(SOURCE DATA Opens)
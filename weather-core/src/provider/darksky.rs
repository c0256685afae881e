//! DarkSky (`api.darksky.net`), queried with `units=si`.

use crate::{
    error::{ParseError, ParseResult},
    json::{self, Object},
    model::{Forecast, Location, Weather},
    units,
};

use super::{Endpoints, WeatherParser, build_url};

const BASE_URL: &str = "https://api.darksky.net/forecast";

#[derive(Debug, Clone, Copy, Default)]
pub struct DarkSky;

impl DarkSky {
    /// Fills `weather` from a DarkSky data point (`currently` or an element
    /// of `hourly.data`).
    fn parse_data_point(point: &Object, weather: &mut Weather) -> ParseResult<()> {
        weather.data_time = json::timestamp(point, "time");
        if let Some(celsius) = json::number(point, "temperature") {
            weather.set_temperatures_from_celsius(celsius);
        }
        weather.humidity = json::number(point, "humidity")
            .map(|h| units::clamp_humidity(units::fraction_to_percent(h)));
        weather.pressure = json::small_int(point, "pressure");
        weather.wind_speed = json::number(point, "windSpeed");
        weather.wind_degrees = json::small_int(point, "windBearing");
        weather.cloudiness = json::number(point, "cloudCover")
            .map(|c| units::clamp_cloudiness(units::fraction_to_percent(c)));

        if let Some(intensity) = json::number(point, "precipIntensity") {
            match json::string(point, "precipType") {
                Some("rain") => {
                    weather.rain = Some(intensity);
                    weather.snow = Some(0.0);
                }
                Some("snow") => {
                    weather.rain = Some(0.0);
                    weather.snow = Some(intensity);
                }
                Some("sleet") => {
                    weather.rain = Some(intensity);
                    weather.snow = Some(intensity);
                }
                Some(_) | None if intensity == 0.0 => {
                    weather.rain = Some(0.0);
                    weather.snow = Some(0.0);
                }
                _ => return Err(ParseError::AmbiguousPrecipitation(intensity)),
            }
        }
        Ok(())
    }

    fn coordinates_path(location: &Location, api_key: &str) -> Option<String> {
        let c = location.coordinates?;
        Some(format!("{BASE_URL}/{api_key}/{},{}", c.latitude, c.longitude))
    }
}

impl WeatherParser for DarkSky {
    fn parse_current_weather(&self, json: &str) -> ParseResult<Weather> {
        let doc = json::parse_document(json)?;
        let mut weather = Weather {
            json: Some(json.to_owned()),
            ..Weather::default()
        };
        let root = json::root_object(&doc)?;
        let currently = json::required_object(root, "currently")?;
        Self::parse_data_point(currently, &mut weather)?;
        Ok(weather)
    }

    fn parse_forecast(&self, json: &str) -> ParseResult<Forecast> {
        let doc = json::parse_document(json)?;
        let mut forecast = Forecast {
            json: Some(json.to_owned()),
            ..Forecast::default()
        };
        let root = json::root_object(&doc)?;
        let hourly = json::required_object(root, "hourly")?;
        let data = json::required_array(hourly, "data")?;

        for value in data {
            let point = value
                .as_object()
                .ok_or(ParseError::MissingAnchor("hourly data point"))?;
            if json::timestamp(point, "time").is_none() {
                return Err(ParseError::MissingRequiredField("time"));
            }
            let mut weather = Weather::default();
            Self::parse_data_point(point, &mut weather)?;
            forecast.data.push(weather);
        }

        if forecast.data.is_empty() {
            return Err(ParseError::MissingAnchor("hourly.data"));
        }
        Ok(forecast)
    }
}

impl Endpoints for DarkSky {
    /// DarkSky only accepts coordinates.
    fn current_url(&self, location: &Location, api_key: &str) -> Option<String> {
        build_url(
            &Self::coordinates_path(location, api_key)?,
            &[
                ("units", "si".to_owned()),
                ("exclude", "minutely,hourly,daily,alerts,flags".to_owned()),
            ],
        )
    }

    fn forecast_url(&self, location: &Location, api_key: &str) -> Option<String> {
        build_url(
            &Self::coordinates_path(location, api_key)?,
            &[
                ("units", "si".to_owned()),
                ("exclude", "currently,minutely,daily,alerts,flags".to_owned()),
                ("extend", "hourly".to_owned()),
            ],
        )
    }
}

#[cfg(test)]
mod tests {
    use super::*;
    use chrono::DateTime;

    #[test]
    fn parses_snow() {
        let json = r#"{"currently":{"time":1000,"temperature":-4.0,"humidity":0.92,"precipIntensity":0.7,"precipType":"snow","pressure":1009}}"#;
        let w = DarkSky.parse_current_weather(json).unwrap();
        assert_eq!(w.snow, Some(0.7));
        assert_eq!(w.rain, Some(0.0));
        assert_eq!(w.humidity, Some(92));
        assert_eq!(w.pressure, Some(1009));
        assert_eq!(w.temperature_celsius, Some(-4.0));
        assert_eq!(w.temperature_kelvin, Some(269.15));
        assert_eq!(w.data_time, DateTime::from_timestamp(1000, 0));
    }

    #[test]
    fn sleet_counts_as_both() {
        let json = r#"{"currently":{"precipIntensity":0.3,"precipType":"sleet"}}"#;
        let w = DarkSky.parse_current_weather(json).unwrap();
        assert_eq!((w.rain, w.snow), (Some(0.3), Some(0.3)));
    }

    #[test]
    fn untyped_precipitation() {
        let zero = r#"{"currently":{"time":1,"precipIntensity":0}}"#;
        let w = DarkSky.parse_current_weather(zero).unwrap();
        assert_eq!((w.rain, w.snow), (Some(0.0), Some(0.0)));

        let nonzero = r#"{"currently":{"time":1,"precipIntensity":0.2}}"#;
        assert!(matches!(
            DarkSky.parse_current_weather(nonzero),
            Err(ParseError::AmbiguousPrecipitation(_))
        ));
    }

    #[test]
    fn cloud_cover_is_clamped() {
        let json = r#"{"currently":{"cloudCover":1.05,"windSpeed":3.2,"windBearing":270}}"#;
        let w = DarkSky.parse_current_weather(json).unwrap();
        assert_eq!(w.cloudiness, Some(101));
        assert_eq!(w.wind_speed, Some(3.2));
        assert_eq!(w.wind_degrees, Some(270));
    }

    #[test]
    fn missing_currently_is_fatal() {
        assert!(matches!(
            DarkSky.parse_current_weather(r#"{"hourly":{}}"#),
            Err(ParseError::MissingAnchor("currently"))
        ));
    }

    #[test]
    fn parses_hourly_forecast() {
        let json = r#"{"hourly":{"data":[
            {"time":3600,"temperature":1.5,"precipIntensity":0.1,"precipType":"rain"},
            {"time":7200,"temperature":-0.5,"precipIntensity":0}
        ]}}"#;
        let f = DarkSky.parse_forecast(json).unwrap();
        assert_eq!(f.data.len(), 2);
        assert_eq!(f.data[0].rain, Some(0.1));
        assert_eq!(f.data[1].data_time, DateTime::from_timestamp(7200, 0));
        assert_eq!(f.data[1].snow, Some(0.0));
    }

    #[test]
    fn forecast_failures() {
        assert!(DarkSky.parse_forecast(r#"{"hourly":{"data":[]}}"#).is_err());
        assert!(DarkSky.parse_forecast(r#"{"daily":{"data":[]}}"#).is_err());
        let ambiguous = r#"{"hourly":{"data":[{"time":1},{"time":2,"precipIntensity":1.0}]}}"#;
        assert!(DarkSky.parse_forecast(ambiguous).is_err());
    }

    #[test]
    fn hourly_point_without_time_fails() {
        let json = r#"{"hourly":{"data":[{"time":3600,"temperature":2.0},{"temperature":1.0}]}}"#;
        assert!(matches!(
            DarkSky.parse_forecast(json),
            Err(ParseError::MissingRequiredField("time"))
        ));
    }

    #[test]
    fn urls_need_coordinates() {
        let loc = Location::from_coordinates(51.5, -0.12);
        let url = DarkSky.current_url(&loc, "KEY").unwrap();
        assert!(url.starts_with("https://api.darksky.net/forecast/KEY/51.5,-0.12?units=si"));
        assert!(DarkSky.forecast_url(&Location::from_name("London"), "KEY").is_none());
    }
}
use chrono::{DateTime, Utc};
use serde::{Deserialize, Serialize};

use crate::units;

/// A single observation, or a single slot of a forecast.
///
/// Every measurement is optional: `Some(0.0)` is a real reading, `None` means
/// the provider did not report it.
#[derive(Debug, Clone, Default, PartialEq, Serialize, Deserialize)]
pub struct Weather {
    pub data_time: Option<DateTime<Utc>>,
    /// When the API call was made. Forecast slots never carry one.
    pub request_time: Option<DateTime<Utc>>,
    pub temperature_kelvin: Option<f64>,
    pub temperature_celsius: Option<f64>,
    pub temperature_fahrenheit: Option<f64>,
    /// Relative humidity in percent.
    pub humidity: Option<i16>,
    /// Rain in millimetres.
    pub rain: Option<f64>,
    /// Snow in millimetres.
    pub snow: Option<f64>,
    /// Pressure in hPa.
    pub pressure: Option<i16>,
    /// Wind speed in metres per second.
    pub wind_speed: Option<f64>,
    /// Wind direction in degrees, 0 = north, 90 = east.
    pub wind_degrees: Option<i16>,
    /// Cloud cover in percent, clamped to `[-1, 101]`.
    pub cloudiness: Option<i8>,
    /// Raw payload this record was parsed from.
    pub json: Option<String>,
}

impl Weather {
    /// Sets Celsius as given and derives Kelvin and Fahrenheit from it.
    pub fn set_temperatures_from_celsius(&mut self, celsius: f64) {
        self.temperature_celsius = Some(celsius);
        self.temperature_kelvin = Some(units::celsius_to_kelvin(celsius));
        self.temperature_fahrenheit = Some(units::celsius_to_fahrenheit(celsius));
    }

    /// Sets Kelvin as given and derives Celsius and Fahrenheit from it.
    pub fn set_temperatures_from_kelvin(&mut self, kelvin: f64) {
        let celsius = units::kelvin_to_celsius(kelvin);
        self.temperature_kelvin = Some(kelvin);
        self.temperature_celsius = Some(celsius);
        self.temperature_fahrenheit = Some(units::celsius_to_fahrenheit(celsius));
    }

    /// Sets Fahrenheit as given and derives Celsius and Kelvin from it.
    pub fn set_temperatures_from_fahrenheit(&mut self, fahrenheit: f64) {
        let celsius = units::fahrenheit_to_celsius(fahrenheit);
        self.temperature_fahrenheit = Some(fahrenheit);
        self.temperature_celsius = Some(celsius);
        self.temperature_kelvin = Some(units::celsius_to_kelvin(celsius));
    }

    pub fn with_request_time(mut self, request_time: DateTime<Utc>) -> Self {
        self.request_time = Some(request_time);
        self
    }

    /// Lightweight view holding only the timestamps.
    pub fn meta(&self) -> WeatherMeta {
        WeatherMeta {
            data_time: self.data_time,
            request_time: self.request_time,
        }
    }
}

/// Result of one forecast request. `data` keeps the provider's order.
#[derive(Debug, Clone, Default, PartialEq, Serialize, Deserialize)]
pub struct Forecast {
    pub request_time: Option<DateTime<Utc>>,
    pub json: Option<String>,
    pub data: Vec<Weather>,
}

impl Forecast {
    pub fn with_request_time(mut self, request_time: DateTime<Utc>) -> Self {
        self.request_time = Some(request_time);
        self
    }

    pub fn meta(&self) -> ForecastMeta {
        ForecastMeta {
            request_time: self.request_time,
        }
    }
}

/// Timestamps of a stored [`Weather`] record.
#[derive(Debug, Clone, Copy, PartialEq, Eq, Serialize, Deserialize)]
pub struct WeatherMeta {
    pub data_time: Option<DateTime<Utc>>,
    pub request_time: Option<DateTime<Utc>>,
}

/// Timestamp of a stored [`Forecast`].
#[derive(Debug, Clone, Copy, PartialEq, Eq, Serialize, Deserialize)]
pub struct ForecastMeta {
    pub request_time: Option<DateTime<Utc>>,
}

#[derive(Debug, Clone, Copy, PartialEq, Serialize, Deserialize)]
pub struct Coordinates {
    pub latitude: f64,
    pub longitude: f64,
}

/// A place, identified by any combination of the fields below.
#[derive(Debug, Clone, Default, PartialEq, Serialize, Deserialize)]
pub struct Location {
    /// Provider specific numeric id (OpenWeatherMap city id).
    pub id: Option<u32>,
    pub coordinates: Option<Coordinates>,
    pub name: Option<String>,
    pub postcode: Option<String>,
    /// ISO 3166 alpha-2 country code.
    pub country_code: Option<String>,
}

impl Location {
    pub fn from_id(id: u32) -> Self {
        Self {
            id: Some(id),
            ..Self::default()
        }
    }

    pub fn from_coordinates(latitude: f64, longitude: f64) -> Self {
        Self {
            coordinates: Some(Coordinates {
                latitude,
                longitude,
            }),
            ..Self::default()
        }
    }

    pub fn from_name(name: impl Into<String>) -> Self {
        Self {
            name: Some(name.into()),
            ..Self::default()
        }
    }

    pub fn is_empty(&self) -> bool {
        self.id.is_none()
            && self.coordinates.is_none()
            && self.name.is_none()
            && self.postcode.is_none()
            && self.country_code.is_none()
    }
}

impl std::fmt::Display for Location {
    fn fmt(&self, f: &mut std::fmt::Formatter<'_>) -> std::fmt::Result {
        let mut parts = Vec::new();
        if let Some(name) = &self.name {
            parts.push(name.clone());
        }
        if let Some(postcode) = &self.postcode {
            parts.push(postcode.clone());
        }
        if let Some(country) = &self.country_code {
            parts.push(country.clone());
        }
        if let Some(c) = &self.coordinates {
            parts.push(format!("{}/{}", c.latitude, c.longitude));
        }
        if let Some(id) = self.id {
            parts.push(format!("id {id}"));
        }
        if parts.is_empty() {
            f.write_str("<unknown>")
        } else {
            f.write_str(&parts.join(", "))
        }
    }
}

#[cfg(test)]
mod tests {
    use super::*;

    #[test]
    fn celsius_derives_other_scales() {
        let mut w = Weather::default();
        w.set_temperatures_from_celsius(19.0);
        assert_eq!(w.temperature_kelvin, Some(292.15));
        let f = w.temperature_fahrenheit.unwrap();
        assert!((f - 66.2).abs() < 1e-9);
    }

    #[test]
    fn kelvin_derivation_suppresses_float_noise() {
        let mut w = Weather::default();
        w.set_temperatures_from_kelvin(292.15);
        assert_eq!(w.temperature_celsius, Some(19.0));
        assert_eq!(w.temperature_kelvin, Some(292.15));
    }

    #[test]
    fn fahrenheit_derives_other_scales() {
        let mut w = Weather::default();
        w.set_temperatures_from_fahrenheit(50.0);
        assert_eq!(w.temperature_celsius, Some(10.0));
        assert_eq!(w.temperature_kelvin, Some(283.15));
    }

    #[test]
    fn location_display_and_emptiness() {
        assert!(Location::default().is_empty());
        assert_eq!(Location::default().to_string(), "<unknown>");

        let mut loc = Location::from_name("Berlin");
        loc.country_code = Some("DE".into());
        assert!(!loc.is_empty());
        assert_eq!(loc.to_string(), "Berlin, DE");
    }

    #[test]
    fn meta_keeps_timestamps_only() {
        let now = Utc::now();
        let w = Weather {
            temperature_celsius: Some(1.0),
            ..Weather::default()
        }
        .with_request_time(now);
        assert_eq!(w.meta().request_time, Some(now));
        assert_eq!(w.meta().data_time, None);
    }
}
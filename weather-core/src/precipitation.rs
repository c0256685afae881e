//! Attribution of a combined precipitation amount to rain or snow.

use crate::model::Weather;

/// Splits a single precipitation `amount` into rain or snow using the air
/// temperature: at or above freezing it is rain, below it is snow.
///
/// An unknown temperature (`NaN`) is treated as rain. That is a guess, not a
/// measurement.
pub fn resolve(amount: f64, temperature_celsius: f64, weather: &mut Weather) {
    if temperature_celsius < 0.0 {
        weather.rain = Some(0.0);
        weather.snow = Some(amount);
    } else {
        weather.rain = Some(amount);
        weather.snow = Some(0.0);
    }
}

/// Same as [`resolve`], for callers that may not have a temperature at all.
pub fn resolve_opt(amount: f64, temperature_celsius: Option<f64>, weather: &mut Weather) {
    resolve(amount, temperature_celsius.unwrap_or(f64::NAN), weather);
}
(SOURCE DATA Closes)
Across the listing above, count every line containing the string "return" and give the result with no comment.

3